« On fabrique, on vend, on se paye ». C’est ce qu’ont fait les grévistes de Lip en 1973. A l’occasion de l’anniversaire de cette lutte autogestionnaire un appel a été lancé, dont l’Association Autogestion est une des premières signataires: « 50 ans après, que nous dit aujourd’hui la lutte des Lip ? ». Nous commençons aujourd’hui par une contribution de notre ami Andres Ruggeri sur l’impact de Lip en Amérique latine. C’est un des textes du recueil Lip Vivra! aux éditions Syllepse, à paraître en juin en même temps quela collection complète de Lip Unité.

Mai 68 en France et ses suites au cours des années suivantes dans le reste de l’Europe  n’ont pas seulement été des moments critiques dans la politique et la société de leur époque, mais ils ont également eu une continuité remarquable dans le développement de la pensée radicale entre la fin des années 1960 et le début des années 1970. Ce mouvement et ses prolongements ont exercé un attrait et une influence remarquables dans le monde entier, et l’Amérique latine n’a pas fait exception. L’une des conséquences les plus intéressantes de cette période a été la nouvelle dimension et l’importance acquise par le concept d’autogestion, qui était un mot d’ordre de l’époque, dans le feu des occupations d’usines et du vaste débat intellectuel qui a été l’une des caractéristiques notables de 68 et de ses suites.

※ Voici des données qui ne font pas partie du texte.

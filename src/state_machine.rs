//! Conversation state machine for the guided flows
//!
//! Implements the Elm Architecture pattern with pure state transitions:
//! `(state, context, event) -> (state, effects)`.

mod effect;
pub mod event;
pub mod state;
pub(crate) mod transition;

#[cfg(test)]
mod proptests;

pub use effect::{Effect, Outbound};
pub use event::{Event, UserInput};
pub use state::{BrowseSession, BrowseStep, CreateStep, FlowState, ItemDraft, SessionContext};
pub use transition::{transition, TransitionError};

Mais il ne s’agit pas seulement d’écrits théoriques, mais d’expériences concrètes, dont la plus célèbre est sans doute celle de l’usine horlogère de Lip.

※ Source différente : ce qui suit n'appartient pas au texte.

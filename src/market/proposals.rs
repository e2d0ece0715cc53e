//! Swap proposals and ratings
//!
//! Proposal lifecycle:
//!
//! ```text
//! pending --> accepted --> completed
//!    |            |
//!    v            v
//! declined    cancelled
//! ```
//!
//! Uniqueness of the (liked, offered) pair and the status compare-and-set
//! both live in the repository, so concurrent callers cannot produce two
//! rows or skip a state.

use super::{MarketError, MarketResult};
use crate::catalog::validate_score;
use crate::db::{
    ItemId, NewProposal, NewRating, Proposal, ProposalId, ProposalStatus, UserId,
};
use crate::runtime::Repository;
use serde::{Deserialize, Serialize};

impl ProposalStatus {
    /// Whether the lifecycle allows moving from `self` to `next`
    pub fn can_transition_to(self, next: ProposalStatus) -> bool {
        use ProposalStatus::{Accepted, Cancelled, Completed, Declined, Pending};
        matches!(
            (self, next),
            (Pending, Accepted | Declined) | (Accepted, Completed | Cancelled)
        )
    }

    pub fn is_terminal(self) -> bool {
        matches!(
            self,
            ProposalStatus::Declined | ProposalStatus::Completed | ProposalStatus::Cancelled
        )
    }
}

#[derive(Debug, Clone, PartialEq, Eq, Serialize, Deserialize)]
pub struct ProposeRequest {
    pub liked_item_id: ItemId,
    pub proposer_item_id: ItemId,
    pub proposer_id: UserId,
    pub message: Option<String>,
}

#[derive(Debug, Clone, PartialEq, Eq, Serialize, Deserialize)]
#[serde(tag = "type", rename_all = "snake_case")]
pub enum ProposeOutcome {
    Created {
        proposal_id: ProposalId,
        target_id: UserId,
    },
    AlreadyExists,
}

/// Offer `proposer_item_id` in exchange for `liked_item_id`.
///
/// The target user is the owner of the liked item.
pub async fn propose<R: Repository + ?Sized>(
    repo: &R,
    request: &ProposeRequest,
) -> MarketResult<ProposeOutcome> {
    let liked = repo
        .get_item(request.liked_item_id)
        .await?
        .filter(|item| item.is_active())
        .ok_or_else(|| {
            MarketError::NotFound(format!("Item {} is no longer available", request.liked_item_id))
        })?;
    if liked.owner_id == request.proposer_id {
        return Err(MarketError::Forbidden(
            "Cannot propose a swap for your own item".to_string(),
        ));
    }

    let offered = repo
        .get_item(request.proposer_item_id)
        .await?
        .filter(|item| item.is_active())
        .ok_or_else(|| {
            MarketError::NotFound(format!("Item {} is no longer available", request.proposer_item_id))
        })?;
    if offered.owner_id != request.proposer_id {
        return Err(MarketError::Forbidden(
            "Offered item belongs to someone else".to_string(),
        ));
    }
    if offered.category != liked.category {
        return Err(MarketError::Forbidden(format!(
            "Offered item must be in the {} category",
            liked.category
        )));
    }

    let created = repo
        .create_proposal(&NewProposal {
            liked_item_id: liked.id,
            proposer_item_id: offered.id,
            proposer_id: request.proposer_id,
            target_id: liked.owner_id,
            message: request.message.clone(),
        })
        .await?;

    match created {
        Some(proposal_id) => {
            tracing::info!(
                proposal_id,
                liked_item_id = liked.id,
                proposer_item_id = offered.id,
                proposer_id = request.proposer_id,
                target_id = liked.owner_id,
                "Swap proposed"
            );
            Ok(ProposeOutcome::Created {
                proposal_id,
                target_id: liked.owner_id,
            })
        }
        None => Ok(ProposeOutcome::AlreadyExists),
    }
}

/// Move a proposal to `to` on behalf of `actor`.
///
/// Only the target may accept or decline; either participant may complete
/// or cancel an accepted proposal.
pub async fn transition<R: Repository + ?Sized>(
    repo: &R,
    proposal_id: ProposalId,
    actor: UserId,
    to: ProposalStatus,
) -> MarketResult<Proposal> {
    let proposal = load(repo, proposal_id).await?;
    if !proposal.involves(actor) {
        return Err(MarketError::Forbidden(format!(
            "User {actor} is not part of proposal {proposal_id}"
        )));
    }
    let from = proposal.status;
    if from.is_terminal() {
        return Err(MarketError::Conflict(format!(
            "Proposal {proposal_id} is already {from}"
        )));
    }
    if !from.can_transition_to(to) {
        return Err(MarketError::InvalidTransition { from, to });
    }
    if matches!(to, ProposalStatus::Accepted | ProposalStatus::Declined)
        && actor != proposal.target_id
    {
        return Err(MarketError::Forbidden(
            "Only the owner of the requested item can answer".to_string(),
        ));
    }

    if !repo.update_proposal_status(proposal_id, from, to).await? {
        return Err(MarketError::Conflict(format!(
            "Proposal {proposal_id} changed while updating"
        )));
    }
    tracing::info!(proposal_id, actor, %from, %to, "Proposal status changed");
    load(repo, proposal_id).await
}

pub async fn incoming<R: Repository + ?Sized>(
    repo: &R,
    user_id: UserId,
    status: Option<ProposalStatus>,
) -> MarketResult<Vec<Proposal>> {
    Ok(repo.get_incoming_proposals(user_id, status).await?)
}

pub async fn outgoing<R: Repository + ?Sized>(
    repo: &R,
    user_id: UserId,
) -> MarketResult<Vec<Proposal>> {
    Ok(repo.get_outgoing_proposals(user_id).await?)
}

/// Rate another user; returns their new average.
///
/// A rating tied to a proposal requires it to be completed and both users
/// to be its participants.
pub async fn rate<R: Repository + ?Sized>(repo: &R, rating: &NewRating) -> MarketResult<f64> {
    validate_score(rating.score)?;
    if rating.rater_id == rating.rated_id {
        return Err(MarketError::Forbidden("Cannot rate yourself".to_string()));
    }
    if let Some(proposal_id) = rating.proposal_id {
        let proposal = load(repo, proposal_id).await?;
        if proposal.status != ProposalStatus::Completed {
            return Err(MarketError::Forbidden(
                "Only completed swaps can be rated".to_string(),
            ));
        }
        if !proposal.involves(rating.rater_id)
            || proposal.counterpart(rating.rater_id) != rating.rated_id
        {
            return Err(MarketError::Forbidden(
                "Ratings must be between the swap participants".to_string(),
            ));
        }
    }

    match repo.add_rating(rating).await? {
        Some(average) => Ok(average),
        None => Err(MarketError::Conflict("You have already rated this user".to_string())),
    }
}

async fn load<R: Repository + ?Sized>(repo: &R, id: ProposalId) -> MarketResult<Proposal> {
    repo.get_proposal(id)
        .await?
        .ok_or_else(|| MarketError::NotFound(format!("Proposal {id} not found")))
}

L’impact en Amérique latine, et en particulier en Argentine, a été important, mais difficile à mesurer. L’une des raisons de cette difficulté est que notre région traversait également une période de radicalisme politique et d’intensité énorme de la lutte des classes. L’Amérique latine n’était évidemment pas étrangère à un contexte mondial où la remise en question de l’ordre mondial capitaliste était à son apogée. L’Europe brulante de 68 (la France, mais aussi d’autres pays comme l’Italie, l’Allemagne, la Tchécoslovaquie, etc.) s’est combinée à d’intenses luttes de libération dans ce qu’on appelait alors le tiers-monde, la guerre du Viêt Nam étant le grand catalyseur de la solidarité mondiale et de la confrontation entre les camps capitaliste et socialiste, auxquels il faut ajouter des événements majeurs tels que la révolution culturelle qui se développait en Chine, la décolonisation de l’Afrique, les mouvements de libération nationale dans différents pays d’Asie et d’Afrique du Nord, parmi d’autres. À une époque où les affrontements de classes, les luttes ouvrières, les guerres populaires et les guérillas se multiplient, le renouveau de la tradition autogestionnaire en France a ouvert la porte à des débats qui avaient été absents de la gauche mondiale pendant des décennies.

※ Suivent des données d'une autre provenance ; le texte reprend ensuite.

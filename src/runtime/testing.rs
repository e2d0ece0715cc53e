//! In-memory doubles for exercising the market and engine without SQLite

use super::traits::*;
use crate::db::{
    CandidateQuery, Item, ItemId, ItemStatus, NewItem, NewProposal, NewRating, Proposal,
    ProposalId, ProposalStatus, User, UserField, UserId, DEFAULT_REPUTATION,
};
use crate::geo::{haversine_km, GeoPoint};
use crate::state_machine::Outbound;
use async_trait::async_trait;
use chrono::Utc;
use std::collections::{BTreeMap, HashMap, HashSet};
use std::sync::atomic::{AtomicBool, Ordering};
use std::sync::Mutex;

// ============================================================================
// In-Memory Repository
// ============================================================================

#[derive(Default)]
struct Tables {
    users: HashMap<UserId, User>,
    items: BTreeMap<ItemId, Item>,
    views: HashSet<(ItemId, UserId)>,
    /// Insertion order; newest last
    favorites: Vec<(UserId, ItemId)>,
    proposals: BTreeMap<ProposalId, Proposal>,
    ratings: Vec<NewRating>,
    next_item_id: ItemId,
    next_proposal_id: ProposalId,
}

/// Repository with the same observable semantics as the SQLite one
#[derive(Default)]
pub struct InMemoryRepository {
    tables: Mutex<Tables>,
    failing: AtomicBool,
    failing_writes: AtomicBool,
}

impl InMemoryRepository {
    pub fn new() -> Self {
        Self::default()
    }

    /// Make every subsequent call fail with a storage error
    pub fn set_failing(&self, failing: bool) {
        self.failing.store(failing, Ordering::SeqCst);
    }

    /// Make every subsequent mutation fail while reads keep working
    pub fn set_failing_writes(&self, failing: bool) {
        self.failing_writes.store(failing, Ordering::SeqCst);
    }

    /// Number of distinct view records for the pair (0 or 1)
    pub fn view_count(&self, item_id: ItemId, viewer_id: UserId) -> usize {
        usize::from(self.tables.lock().unwrap().views.contains(&(item_id, viewer_id)))
    }

    pub fn proposal_count(&self) -> usize {
        self.tables.lock().unwrap().proposals.len()
    }

    /// Soft-delete an item; the repository surface has no delete
    pub fn mark_deleted(&self, item_id: ItemId) {
        if let Some(item) = self.tables.lock().unwrap().items.get_mut(&item_id) {
            item.status = ItemStatus::Deleted;
        }
    }

    fn check(&self) -> RepoResult<()> {
        if self.failing.load(Ordering::SeqCst) {
            return Err(RepoError::Storage("disk unavailable".to_string()));
        }
        Ok(())
    }

    fn check_write(&self) -> RepoResult<()> {
        self.check()?;
        if self.failing_writes.load(Ordering::SeqCst) {
            return Err(RepoError::Storage("database is read-only".to_string()));
        }
        Ok(())
    }
}

fn distance_from(origin: Option<GeoPoint>, item: &Item) -> Option<f64> {
    match (origin, item.location) {
        (Some(from), Some(to)) => Some(haversine_km(from.lat, from.lon, to.lat, to.lon)),
        _ => None,
    }
}

/// Browse order: unlocated items first, then nearest, ties on id
fn sort_key(origin: Option<GeoPoint>, item: &Item) -> (f64, ItemId) {
    (distance_from(origin, item).unwrap_or(-1.0), item.id)
}

fn cmp_keys(a: (f64, ItemId), b: (f64, ItemId)) -> std::cmp::Ordering {
    a.0.total_cmp(&b.0).then_with(|| a.1.cmp(&b.1))
}

impl Tables {
    fn require_item(&self, id: ItemId) -> RepoResult<()> {
        if self.items.contains_key(&id) {
            Ok(())
        } else {
            Err(RepoError::NotFound(format!("Item not found: {id}")))
        }
    }
}

#[async_trait]
impl Repository for InMemoryRepository {
    async fn get_or_create_user(&self, id: UserId, display_name: &str) -> RepoResult<User> {
        self.check()?;
        let mut tables = self.tables.lock().unwrap();
        let user = tables.users.entry(id).or_insert_with(|| User {
            id,
            display_name: display_name.to_string(),
            phone: None,
            location: None,
            location_label: None,
            reputation: DEFAULT_REPUTATION,
            total_swaps: 0,
            created_at: Utc::now(),
        });
        Ok(user.clone())
    }

    async fn get_user(&self, id: UserId) -> RepoResult<Option<User>> {
        self.check()?;
        Ok(self.tables.lock().unwrap().users.get(&id).cloned())
    }

    async fn update_user_location(
        &self,
        id: UserId,
        point: GeoPoint,
        label: &str,
    ) -> RepoResult<()> {
        self.check_write()?;
        let mut tables = self.tables.lock().unwrap();
        let user = tables
            .users
            .get_mut(&id)
            .ok_or_else(|| RepoError::NotFound(format!("User not found: {id}")))?;
        user.location = Some(point);
        user.location_label = Some(label.to_string());
        Ok(())
    }

    async fn update_user_field(&self, id: UserId, field: UserField, value: &str) -> RepoResult<()> {
        self.check_write()?;
        let mut tables = self.tables.lock().unwrap();
        let user = tables
            .users
            .get_mut(&id)
            .ok_or_else(|| RepoError::NotFound(format!("User not found: {id}")))?;
        match field {
            UserField::Name => user.display_name = value.to_string(),
            UserField::Phone => user.phone = Some(value.to_string()),
            UserField::LocationLabel => user.location_label = Some(value.to_string()),
        }
        Ok(())
    }

    async fn create_item(&self, item: &NewItem) -> RepoResult<ItemId> {
        self.check_write()?;
        let mut tables = self.tables.lock().unwrap();
        if !tables.users.contains_key(&item.owner_id) {
            return Err(RepoError::NotFound(format!("User not found: {}", item.owner_id)));
        }
        tables.next_item_id += 1;
        let id = tables.next_item_id;
        let now = Utc::now();
        tables.items.insert(
            id,
            Item {
                id,
                owner_id: item.owner_id,
                category: item.category,
                title: item.title.clone(),
                description: item.description.clone(),
                price: item.price,
                photo: item.photo.clone(),
                location: item.location,
                location_label: item.location_label.clone(),
                views: 0,
                status: ItemStatus::Active,
                created_at: now,
                updated_at: now,
            },
        );
        Ok(id)
    }

    async fn get_item(&self, id: ItemId) -> RepoResult<Option<Item>> {
        self.check()?;
        Ok(self.tables.lock().unwrap().items.get(&id).cloned())
    }

    async fn get_user_items(&self, owner_id: UserId, active_only: bool) -> RepoResult<Vec<Item>> {
        self.check()?;
        let tables = self.tables.lock().unwrap();
        Ok(tables
            .items
            .values()
            .rev()
            .filter(|i| i.owner_id == owner_id && i.status != ItemStatus::Deleted)
            .filter(|i| !active_only || i.is_active())
            .cloned()
            .collect())
    }

    async fn set_item_active(&self, id: ItemId, active: bool) -> RepoResult<()> {
        self.check_write()?;
        let mut tables = self.tables.lock().unwrap();
        match tables.items.get_mut(&id) {
            Some(item) if item.status != ItemStatus::Deleted => {
                item.status = if active {
                    ItemStatus::Active
                } else {
                    ItemStatus::Inactive
                };
                item.updated_at = Utc::now();
                Ok(())
            }
            _ => Err(RepoError::NotFound(format!("Item not found: {id}"))),
        }
    }

    async fn next_candidate(&self, query: &CandidateQuery) -> RepoResult<Option<Item>> {
        self.check()?;
        let tables = self.tables.lock().unwrap();
        let bound = tables
            .items
            .get(&query.cursor)
            .map(|i| sort_key(query.origin, i));
        let candidate = tables
            .items
            .values()
            .filter(|i| {
                i.is_active() && i.category == query.category && i.owner_id != query.viewer_id
            })
            .filter(|i| {
                distance_from(query.origin, i).map_or(true, |d| d <= query.max_distance_km)
            })
            .filter(|i| bound.map_or(true, |b| cmp_keys(sort_key(query.origin, i), b).is_gt()))
            .min_by(|a, b| cmp_keys(sort_key(query.origin, a), sort_key(query.origin, b)));
        Ok(candidate.cloned())
    }

    async fn record_view(&self, item_id: ItemId, viewer_id: UserId) -> RepoResult<bool> {
        self.check_write()?;
        let mut tables = self.tables.lock().unwrap();
        tables.require_item(item_id)?;
        if tables.views.contains(&(item_id, viewer_id)) {
            return Ok(false);
        }
        let item = tables
            .items
            .get_mut(&item_id)
            .ok_or_else(|| RepoError::NotFound(format!("Item not found: {item_id}")))?;
        item.views += 1;
        tables.views.insert((item_id, viewer_id));
        Ok(true)
    }

    async fn add_favorite(&self, user_id: UserId, item_id: ItemId) -> RepoResult<bool> {
        self.check_write()?;
        let mut tables = self.tables.lock().unwrap();
        tables.require_item(item_id)?;
        if tables.favorites.contains(&(user_id, item_id)) {
            return Ok(false);
        }
        tables.favorites.push((user_id, item_id));
        Ok(true)
    }

    async fn remove_favorite(&self, user_id: UserId, item_id: ItemId) -> RepoResult<bool> {
        self.check_write()?;
        let mut tables = self.tables.lock().unwrap();
        let before = tables.favorites.len();
        tables.favorites.retain(|f| *f != (user_id, item_id));
        Ok(tables.favorites.len() < before)
    }

    async fn get_favorites(&self, user_id: UserId) -> RepoResult<Vec<Item>> {
        self.check()?;
        let tables = self.tables.lock().unwrap();
        Ok(tables
            .favorites
            .iter()
            .rev()
            .filter(|(owner, _)| *owner == user_id)
            .filter_map(|(_, item_id)| tables.items.get(item_id))
            .filter(|i| i.status != ItemStatus::Deleted)
            .cloned()
            .collect())
    }

    async fn create_proposal(&self, proposal: &NewProposal) -> RepoResult<Option<ProposalId>> {
        self.check_write()?;
        let mut tables = self.tables.lock().unwrap();
        tables.require_item(proposal.liked_item_id)?;
        tables.require_item(proposal.proposer_item_id)?;
        let duplicate = tables.proposals.values().any(|p| {
            p.liked_item_id == proposal.liked_item_id
                && p.proposer_item_id == proposal.proposer_item_id
        });
        if duplicate {
            return Ok(None);
        }
        let title = |id: ItemId| tables.items.get(&id).map(|i| i.title.clone()).unwrap_or_default();
        let liked_item_title = title(proposal.liked_item_id);
        let proposer_item_title = title(proposal.proposer_item_id);
        tables.next_proposal_id += 1;
        let id = tables.next_proposal_id;
        tables.proposals.insert(
            id,
            Proposal {
                id,
                liked_item_id: proposal.liked_item_id,
                liked_item_title,
                proposer_item_id: proposal.proposer_item_id,
                proposer_item_title,
                proposer_id: proposal.proposer_id,
                target_id: proposal.target_id,
                message: proposal.message.clone(),
                status: ProposalStatus::Pending,
                created_at: Utc::now(),
                responded_at: None,
            },
        );
        Ok(Some(id))
    }

    async fn get_proposal(&self, id: ProposalId) -> RepoResult<Option<Proposal>> {
        self.check()?;
        Ok(self.tables.lock().unwrap().proposals.get(&id).cloned())
    }

    async fn get_incoming_proposals(
        &self,
        user_id: UserId,
        status: Option<ProposalStatus>,
    ) -> RepoResult<Vec<Proposal>> {
        self.check()?;
        let tables = self.tables.lock().unwrap();
        Ok(tables
            .proposals
            .values()
            .rev()
            .filter(|p| p.target_id == user_id && status.map_or(true, |s| p.status == s))
            .cloned()
            .collect())
    }

    async fn get_outgoing_proposals(&self, user_id: UserId) -> RepoResult<Vec<Proposal>> {
        self.check()?;
        let tables = self.tables.lock().unwrap();
        Ok(tables
            .proposals
            .values()
            .rev()
            .filter(|p| p.proposer_id == user_id)
            .cloned()
            .collect())
    }

    async fn update_proposal_status(
        &self,
        id: ProposalId,
        from: ProposalStatus,
        to: ProposalStatus,
    ) -> RepoResult<bool> {
        self.check_write()?;
        let mut tables = self.tables.lock().unwrap();
        let Some(proposal) = tables.proposals.get_mut(&id) else {
            return Ok(false);
        };
        if proposal.status != from {
            return Ok(false);
        }
        proposal.status = to;
        proposal.responded_at = Some(Utc::now());
        let participants = [proposal.proposer_id, proposal.target_id];
        if to == ProposalStatus::Completed {
            for user_id in participants {
                if let Some(user) = tables.users.get_mut(&user_id) {
                    user.total_swaps += 1;
                }
            }
        }
        Ok(true)
    }

    async fn add_rating(&self, rating: &NewRating) -> RepoResult<Option<f64>> {
        self.check_write()?;
        let mut tables = self.tables.lock().unwrap();
        if let Some(proposal_id) = rating.proposal_id {
            if !tables.proposals.contains_key(&proposal_id) {
                return Err(RepoError::NotFound(format!("Proposal not found: {proposal_id}")));
            }
        }
        let duplicate = tables.ratings.iter().any(|r| {
            r.rater_id == rating.rater_id
                && r.rated_id == rating.rated_id
                && r.proposal_id == rating.proposal_id
        });
        if duplicate {
            return Ok(None);
        }
        tables.ratings.push(rating.clone());
        let (sum, count) = tables
            .ratings
            .iter()
            .filter(|r| r.rated_id == rating.rated_id)
            .fold((0u32, 0u32), |(sum, count), r| (sum + u32::from(r.score), count + 1));
        let average = f64::from(sum) / f64::from(count);
        if let Some(user) = tables.users.get_mut(&rating.rated_id) {
            user.reputation = average;
        }
        Ok(Some(average))
    }
}

// ============================================================================
// Recording Notifier
// ============================================================================

/// Notifier that keeps every delivery for later inspection
#[derive(Default)]
pub struct RecordingNotifier {
    deliveries: Mutex<Vec<(UserId, Outbound)>>,
    unreachable: bool,
}

impl RecordingNotifier {
    pub fn new() -> Self {
        Self::default()
    }

    /// Notifier whose every delivery fails
    pub fn unreachable() -> Self {
        Self {
            deliveries: Mutex::new(Vec::new()),
            unreachable: true,
        }
    }

    pub fn deliveries(&self) -> Vec<(UserId, Outbound)> {
        self.deliveries.lock().unwrap().clone()
    }
}

#[async_trait]
impl Notifier for RecordingNotifier {
    async fn deliver(&self, user_id: UserId, message: &Outbound) -> Result<(), DeliveryError> {
        if self.unreachable {
            return Err(DeliveryError::NoSubscriber(user_id));
        }
        self.deliveries
            .lock()
            .unwrap()
            .push((user_id, message.clone()));
        Ok(())
    }
}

Retrouver la tradition de l’autogestion, ce n’est pas simplement commencer à en parler. Il s’agit de relier les luttes du moment à une partie de l’histoire de la classe ouvrière qui, depuis les premiers moments du mouvement coopératif dans la révolution industrielle anglaise jusqu’à la Commune de Paris, la Révolution russe et ses soviets et comités d’usine, les conseils ouvriers du premier après-guerre ou la révolution sociale espagnole, a fait partie de l’héritage des luttes de la classe ouvrière européenne et d’autres parties du monde. L’hégémonie de la vision soviétique dans la formation idéologique de la gauche a progressivement exclu l’autogestion du programme politique et économique de la gauche, au détriment de la planification étatique centralisée comme forme exclusive du programme économique du socialisme, laissant les formes autogestionnaires réduites à des pratiques liées au mouvement coopératif, et à des expressions de dissidence par rapport à la forme soviétique du socialisme, comme en Yougoslavie. Malgré cela, la faible présence de l’autogestion dans les orthodoxies de l’époque ne signifiait pas son absence dans le monde réel des luttes populaires, mais plutôt son manque d’expression dans les courants hégémoniques de la pensée révolutionnaire consolidée dans l’après-guerre. Le renouveau de l’idéal autogestionnaire à la fin des années 1960 en France et, surtout, l’expérience Lip, ont contribué de manière décisive à remettre l’autogestion sur la carte du changement révolutionnaire.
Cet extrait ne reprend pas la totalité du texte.